Supplied entries: Begin

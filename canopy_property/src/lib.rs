// Copyright 2026 the Canopy Authors
// SPDX-License-Identifier: Apache-2.0 OR MIT

//! Canopy Property: style property definitions and the property registry.
//!
//! This crate describes *what* each style property is: its value grammar,
//! initial value, inheritance, the dirty flags it raises, and how its values
//! are parsed, interpolated and turned into used values. Storing values on
//! nodes and resolving them is the job of `canopy_style`.
//!
//! ## Core Concepts
//!
//! ### Definitions and syntaxes
//!
//! A [`PropertyDefinition`] names one [`PropertySyntax`]. The syntax fixes the
//! [`ValueShape`] of every computed value and supplies canonical behavior:
//!
//! - **parse**: [`RawValue`](canopy_unit::RawValue) → [`ComputedValue`]
//! - **mix**: two computed values and a ratio → a computed value
//! - **calculate**: computed value + [`CalcContext`] → [`UsedValue`]
//!
//! Definitions may replace any of the three with their own hook; parser hooks
//! are still held to the syntax's shape.
//!
//! ### Registry
//!
//! [`PropertyRegistry`] owns the definitions and maps names, aliases and
//! shorthands to them. It is built once and then shared by reference.
//!
//! ## Quick Start
//!
//! ```rust
//! use canopy_property::{CalcContext, ComputedValue, PropertyRegistry};
//! use canopy_unit::{RawValue, UnitValue};
//! use kurbo::Size;
//!
//! let registry = PropertyRegistry::with_builtins();
//! let width = registry.lookup("width").unwrap();
//!
//! // Parse: bare numbers are px for lengths.
//! let computed = width.parse(&RawValue::from("50%")).unwrap();
//! assert_eq!(computed, ComputedValue::Unit(UnitValue::percent(50.0)));
//!
//! // Calculate: percentages resolve against the reference box.
//! let cx = CalcContext::new(Size::new(200.0, 100.0));
//! assert_eq!(width.calculate(&computed, &cx).as_f64(), Some(100.0));
//!
//! // Mix: lengths interpolate linearly.
//! let from = width.parse(&RawValue::from(0)).unwrap();
//! let to = width.parse(&RawValue::from(10)).unwrap();
//! assert_eq!(
//!     width.mix(&from, &to, 0.5),
//!     Ok(ComputedValue::Unit(UnitValue::px(5.0)))
//! );
//! ```
//!
//! ## Features
//!
//! - `std` (default): enables SVG path data parsing for the `path` syntax.
//! - `libm`: float math for `no_std` targets.
//!
//! ## `no_std` Support
//!
//! This crate is `no_std` and uses `alloc`. Without `std`, path data is
//! rejected at parse time; every other syntax works unchanged.

#![no_std]

extern crate alloc;

pub mod builtin;
mod color;
mod context;
mod definition;
mod dirty;
mod error;
mod geometry;
mod id;
pub mod mix;
mod registry;
mod syntax;
mod transform;
mod value;

pub use color::blend;
pub use context::{CalcContext, DEFAULT_FONT_SIZE, PercentBasis};
pub use definition::{
    CalcHook, MixHook, ParseHook, PropertyDefinition, PropertyDefinitionBuilder,
};
pub use dirty::DirtyFlags;
pub use error::RegistryError;
pub use id::PropertyId;
pub use registry::{Lookup, PropertyRegistry, Shorthand};
pub use syntax::{PropertySyntax, resolve_length};
pub use transform::TransformFn;
pub use value::{ComputedValue, Paint, UsedValue, ValueShape};
// Copyright 2026 the Canopy Authors
// SPDX-License-Identifier: Apache-2.0 OR MIT

//! The scene-node interface the resolver works through.
//!
//! The resolver never owns nodes. It reads and writes a node's
//! [`StyleStore`] and raises [`DirtyFlags`] on it; propagating those flags
//! to the render loop is up to the host.

use canopy_property::{ComputedValue, DirtyFlags, PropertyId};

use crate::store::StyleStore;

/// A lookup mechanism for walking parent chains for inheritance.
///
/// Given a node key, returns the node's [`StyleStore`] and its parent key.
/// Closures of the matching shape implement this trait.
pub trait ParentLookup<'a, K: Copy + Eq + 'a> {
    /// Looks up the store and parent key for `key`.
    fn lookup(&self, key: K) -> Option<(&'a StyleStore<K>, Option<K>)>;
}

impl<'a, K, F> ParentLookup<'a, K> for F
where
    K: Copy + Eq + 'a,
    F: Fn(K) -> Option<(&'a StyleStore<K>, Option<K>)>,
{
    #[inline]
    fn lookup(&self, key: K) -> Option<(&'a StyleStore<K>, Option<K>)> {
        self(key)
    }
}

/// Walks the parent chain looking for an inherited value.
///
/// Checks Animation → Local at each ancestor, starting at `current_key`
/// (typically the node's parent), and returns the first value found.
/// Returns `None` if no ancestor has the property set or the chain ends at
/// a key the lookup does not know.
pub fn walk_inherited<'a, K, F>(
    mut current_key: Option<K>,
    id: PropertyId,
    store_lookup: &F,
) -> Option<&'a ComputedValue>
where
    K: Copy + Eq + 'a,
    F: ParentLookup<'a, K> + ?Sized,
{
    while let Some(key) = current_key {
        let (store, parent) = store_lookup.lookup(key)?;
        if let Some(value) = store.get_effective(id) {
            return Some(value);
        }
        current_key = parent;
    }
    None
}

/// A scene node with styles.
///
/// # Example
///
/// ```rust
/// use canopy_property::DirtyFlags;
/// use canopy_style::{StyleNode, StyleStore};
///
/// struct Circle {
///     key: u32,
///     parent: Option<u32>,
///     store: StyleStore<u32>,
///     dirty: DirtyFlags,
/// }
///
/// impl StyleNode<u32> for Circle {
///     fn style_store(&self) -> &StyleStore<u32> {
///         &self.store
///     }
///
///     fn style_store_mut(&mut self) -> &mut StyleStore<u32> {
///         &mut self.store
///     }
///
///     fn mark_dirty(&mut self, flags: DirtyFlags) {
///         self.dirty |= flags;
///     }
///
///     fn key(&self) -> u32 {
///         self.key
///     }
///
///     fn parent_key(&self) -> Option<u32> {
///         self.parent
///     }
/// }
/// ```
pub trait StyleNode<K: Copy + Eq> {
    /// Returns a reference to the node's style store.
    fn style_store(&self) -> &StyleStore<K>;

    /// Returns a mutable reference to the node's style store.
    fn style_store_mut(&mut self) -> &mut StyleStore<K>;

    /// Records that the node needs recalculation, rerendering or new bounds.
    ///
    /// Called once per accepted change with the union of the flags it raises.
    fn mark_dirty(&mut self, flags: DirtyFlags);

    /// Returns the key that identifies this node.
    fn key(&self) -> K;

    /// Returns the parent's key, if this node has a parent.
    ///
    /// This is used for inheritance.
    fn parent_key(&self) -> Option<K>;
}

Supplied entries: End

→ Aim of the exercise
Once you reach the line containing "has a parent.", output that line and each one after it exactly, ending with the final line of the listing and adding nothing else.

→ Answer below
    /// Returns the parent's key, if this node has a parent.
    ///
    /// This is used for inheritance.
    fn parent_key(&self) -> Option<K>;
}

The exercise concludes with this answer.